Because I had such a great experience exploring Broomfield Depot Museum, I’d had the intention to visit their more-or-less sister museum, the Broomfield Veterans Memorial Museum. I didn’t even know about it at the time, but the museum director, who’s in charge of both sites, informed me and invited me. Since I had such a great, welcoming experience at the Depot, I looked forward to seeing the Veterans Museum as well.

I finally got my ducks in a row a few weeks ago and ventured out. It’s a few minutes from the Depot Museum and actually a few minutes closer to my apartment. It’s in a strip-mall type of area but in a standalone building. There was no mistaking the place; look at all those flags!

I was greeted by one of the volunteers who had the tasty name of Bill Bacon, himself a veteran of Guantanamo Bay and the Cuban Missile Crisis. He explained that the museum building itself has an interesting history. It was built in 1963 to house the Broomfield library, which had been in donated space since it was established in 1960. The building was renovated to its present 7,224 square feet in 1975. When the library moved into its current location, which is even closer to my home, the old building became offices for city departments. Incidentally, the library’s name is the Mamie Doud Eisenhower Public Library. I’ve learned that she and her husband, President Dwight D., spent lots of time in Colorado, and Dwight himself was an investor in the project to build Broomfield in the 50s and 60s.

Anyway, it wasn’t until later that the Veterans Memorial Museum came to be and came to be in this building. The museum website says that GIs and their GI bill money from WWII were a large part of the homeowners in those early days, so the museum is quite relevant. And it contains LOADS of memorabilia donated by local veterans.

I really liked the layout of the place. Each room or area of a room contains artifacts from different wars and conflicts. They are organized in chronological order, though I warn you I might present these pictures out of sequence.

First room: Civil War:

I never thought of the Civil War as having much impact on the western states, but I’ve learned differently. When the war was imminent, this area was part of the Kansas Territory. Politicians in Washington were arguing over whether new states carved out of the territories should be free states or slave states, or if they should be allowed to choose on their own. As soon as the representatives from the South left DC in a huff to head back home to prepare for secession and war, Honest Abe and his band quickly mapped out the western regions and declared them free. It’s a little muddier than that, but you get the idea.

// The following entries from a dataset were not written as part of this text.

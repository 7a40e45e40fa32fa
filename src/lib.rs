//! # printer-drivers - Bluetooth Thermal Receipt Printing
//!
//! Formats receipts for three families of mobile thermal printers and
//! manages the Bluetooth serial link they are printed over.
//!
//! - **Drivers**: one capability interface, three protocols (direct text,
//!   padded line text, rasterized text)
//! - **Layout**: greedy word wrap by characters or pixels, bitmap text
//! - **Receipts**: field map + template → driver operations
//! - **Connection**: single-flight connect/disconnect state machine with
//!   broadcast events
//! - **Transport**: Bluetooth RFCOMM on Linux
//!
//! ## Quick Start
//!
//! ```
//! use printer_drivers::{
//!     assets::NoAssets,
//!     printer::PrinterFamily,
//!     receipt::{format_receipt, ReceiptFields, Template},
//! };
//!
//! let mut fields = ReceiptFields::new();
//! fields.insert("tenCongTy".into(), "ABC Co".into());
//! fields.insert("ky".into(), "01/2024".into());
//! fields.insert("tienNuoc".into(), "150000".into());
//!
//! let family = PrinterFamily::from_device_name("WOOSIM WSP-i350")?;
//! let mut driver = family.driver(printer_drivers::buffer::DEFAULT_CAPACITY);
//! let job = format_receipt(Template::WaterBill, &fields, driver.as_mut(), &NoAssets)?;
//! assert_eq!(&job[..2], &[0x1B, 0x40]);
//! # Ok::<(), printer_drivers::PrinterError>(())
//! ```
//!
//! ## Module Overview
//!
//! | Module | Description |
//! |--------|-------------|
//! | [`buffer`] | Bounded per-job command buffer |
//! | [`protocol`] | ESC/POS and Line Printer command builders |
//! | [`layout`] | Word wrap and text rasterization |
//! | [`driver`] | The `Driver` trait and its three implementations |
//! | [`printer`] | Printer families and hardware profiles |
//! | [`receipt`] | Receipt templates |
//! | [`assets`] | Staged raster images |
//! | [`connection`] | Link state machine and `Transport` trait |
//! | [`transport`] | Bluetooth RFCOMM |
//! | [`print`] | Print entrypoint and cool-down |
//! | [`settings`] | JSON settings file |
//! | [`error`] | Error types |
//!
//! ## Supported Printers
//!
//! - Woosim WSP-i350 (35 columns)
//! - Honeywell 0188 / MPD31D (48 columns)
//! - Honeywell PR3 (576-dot raster)

pub mod assets;
pub mod buffer;
pub mod connection;
pub mod driver;
pub mod error;
pub mod layout;
pub mod print;
pub mod printer;
pub mod protocol;
pub mod receipt;
pub mod settings;
pub mod transport;

// Re-exports for convenience
pub use connection::{ConnectionManager, Device};
pub use driver::{AlignedText, Driver};
pub use error::{ConnectionError, PrinterError};
pub use printer::{PrinterFamily, PrinterProfile};
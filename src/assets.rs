//! # Raster Assets
//!
//! Image files staged next to the app (the payment QR code, logos) and
//! turned into [`TextRaster`]s at print time.
//!
//! Downloading and caching the files is somebody else's job; a store only
//! answers "is it there?" and "give me its pixels".

use std::path::{Path, PathBuf};

use image::imageops::FilterType;
use tracing::debug;

use crate::error::PrinterError;
use crate::layout::TextRaster;

/// Lookup of named raster images.
pub trait AssetStore: Send + Sync {
    fn exists(&self, name: &str) -> bool;

    fn load(&self, name: &str) -> Result<TextRaster, PrinterError>;
}

/// Assets read from files in one directory.
///
/// Images wider than `max_width` are scaled down, preserving aspect ratio,
/// then thresholded to black and white.
#[derive(Debug, Clone)]
pub struct DirAssetStore {
    root: PathBuf,
    max_width: usize,
}

impl DirAssetStore {
    pub fn new(root: impl Into<PathBuf>, max_width: usize) -> Self {
        Self {
            root: root.into(),
            max_width,
        }
    }

    pub fn root(&self) -> &Path {
        &self.root
    }

    /// Names are bare file names; anything that could escape the root is
    /// treated as absent.
    fn path_for(&self, name: &str) -> Option<PathBuf> {
        let bare = Path::new(name).file_name()?;
        if bare != name {
            return None;
        }
        Some(self.root.join(bare))
    }
}

impl AssetStore for DirAssetStore {
    fn exists(&self, name: &str) -> bool {
        self.path_for(name).is_some_and(|p| p.is_file())
    }

    fn load(&self, name: &str) -> Result<TextRaster, PrinterError> {
        let path = self
            .path_for(name)
            .filter(|p| p.is_file())
            .ok_or_else(|| PrinterError::AssetMissing(format!("{} not found", name)))?;

        let mut image = image::open(&path)
            .map_err(|e| PrinterError::Image(format!("Failed to decode {}: {}", name, e)))?;

        if image.width() as usize > self.max_width {
            let aspect = image.height() as f32 / image.width() as f32;
            let height = (self.max_width as f32 * aspect).round().max(1.0) as u32;
            image = image.resize_exact(self.max_width as u32, height, FilterType::Triangle);
        }
        debug!(name, width = image.width(), height = image.height(), "loaded asset");

        Ok(TextRaster::from_gray(&image.to_luma8()))
    }
}

/// A store with nothing in it.
#[derive(Debug, Clone, Copy, Default)]
pub struct NoAssets;

impl AssetStore for NoAssets {
    fn exists(&self, _name: &str) -> bool {
        false
    }

    fn load(&self, name: &str) -> Result<TextRaster, PrinterError> {
        Err(PrinterError::AssetMissing(format!("{} not found", name)))
    }
}

#[cfg(test)]
mod tests {
    use super::*;
    use image::{GrayImage, Luma};

    fn temp_dir(tag: &str) -> PathBuf {
        let dir = std::env::temp_dir().join(format!("printer-drivers-assets-{}-{}", tag, std::process::id()));
        std::fs::create_dir_all(&dir).unwrap();
        dir
    }

    #[test]
    fn test_missing_file_is_asset_missing() {
        let store = DirAssetStore::new(temp_dir("missing"), 576);
        assert!(!store.exists("qr-code.png"));
        let err = store.load("qr-code.png").unwrap_err();
        assert_eq!(err.to_string(), "Asset missing: qr-code.png not found");
    }

    #[test]
    fn test_path_escape_is_absent() {
        let store = DirAssetStore::new(temp_dir("escape"), 576);
        assert!(!store.exists("../etc/passwd"));
        assert!(matches!(store.load("a/b.png"), Err(PrinterError::AssetMissing(_))));
    }

    #[test]
    fn test_load_thresholds_and_scales() {
        let dir = temp_dir("load");
        let mut img = GrayImage::from_pixel(1152, 40, Luma([255]));
        for x in 0..576 {
            for y in 0..40 {
                img.put_pixel(x, y, Luma([0]));
            }
        }
        img.save(dir.join("half.png")).unwrap();

        let store = DirAssetStore::new(&dir, 576);
        assert!(store.exists("half.png"));
        let raster = store.load("half.png").unwrap();
        assert_eq!(raster.width(), 576);
        assert_eq!(raster.height(), 20);
        assert!(raster.get(10, 10));
        assert!(!raster.get(570, 10));
    }

    #[test]
    fn test_no_assets() {
        assert!(!NoAssets.exists("anything.png"));
        assert!(NoAssets.load("anything.png").is_err());
    }
}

Anyway, there was quite a lot of Civil War stuff there, including personal diaries of some local Civil War vets:

Frontier forts and Spanish American War display:


Here’s Bill in front of a rotating display area:


I’m just gonna let you read this horror story for yourself:

A flag from WWII before Alaska and Hawaii entered the Union:

You may have caught my post about Vail’s museum, where I learned about the Tenth Mountain Division:

A few Nazi spoils:

Denver celebrating the end of WWII:

Women in the military were given their due – I totally want one of those bomber jackets!

There was lots about the domestic situation in WWII as well:

Of course, I liked the recipe book:

Although it wasn’t ready yet, the museum is working up a fallout shelter display:

And who remembers hiding under one of these desks during the “atomic bomb drills”?

Now it was time to cross the hallway into the more modern era. In the hallway were two great displays. One was a pictorial history of American solder uniforms in chronological order. Opposite that is an exhibit about each branch of the military.

At the end of the hall is an account of Colorado’s Medal of Honor recipients. They’ve wasted no space!

Once we crossed the hall, there were items that were more familiar to me:

Remember the deck of cards from the Gulf War?

New fact for me: this fabric foils night-vision goggles!

And they had this poignant display in honor of those who didn’t come home:

The Hands-On Area is where the school kids get to try on uniforms, flak jackets, Kevlar vests, boots and such. I would have, but Bill was watching! Just let me tell you how heavy those vests on the floor were!

I was pleasantly surprised at the extensive collection on display there, and of course I didn’t include everything here. The Korean Conflict, Vietnam War and Iraq War were some things I saw but didn’t post. And Bill told me there was much more in the preparatory stages. Although the museum is open only on Thursdays from 10am-2pm and Saturdays from 9am-3pm, it’s definitely worth a visit. Admission is free, though I recommend a generous donation to keep this important piece of history open to the public. They have speaker series and other events, too, such as Q and A sessions with local vets. I’m so impressed with the dedication to local history and the way it’s presented as relevant.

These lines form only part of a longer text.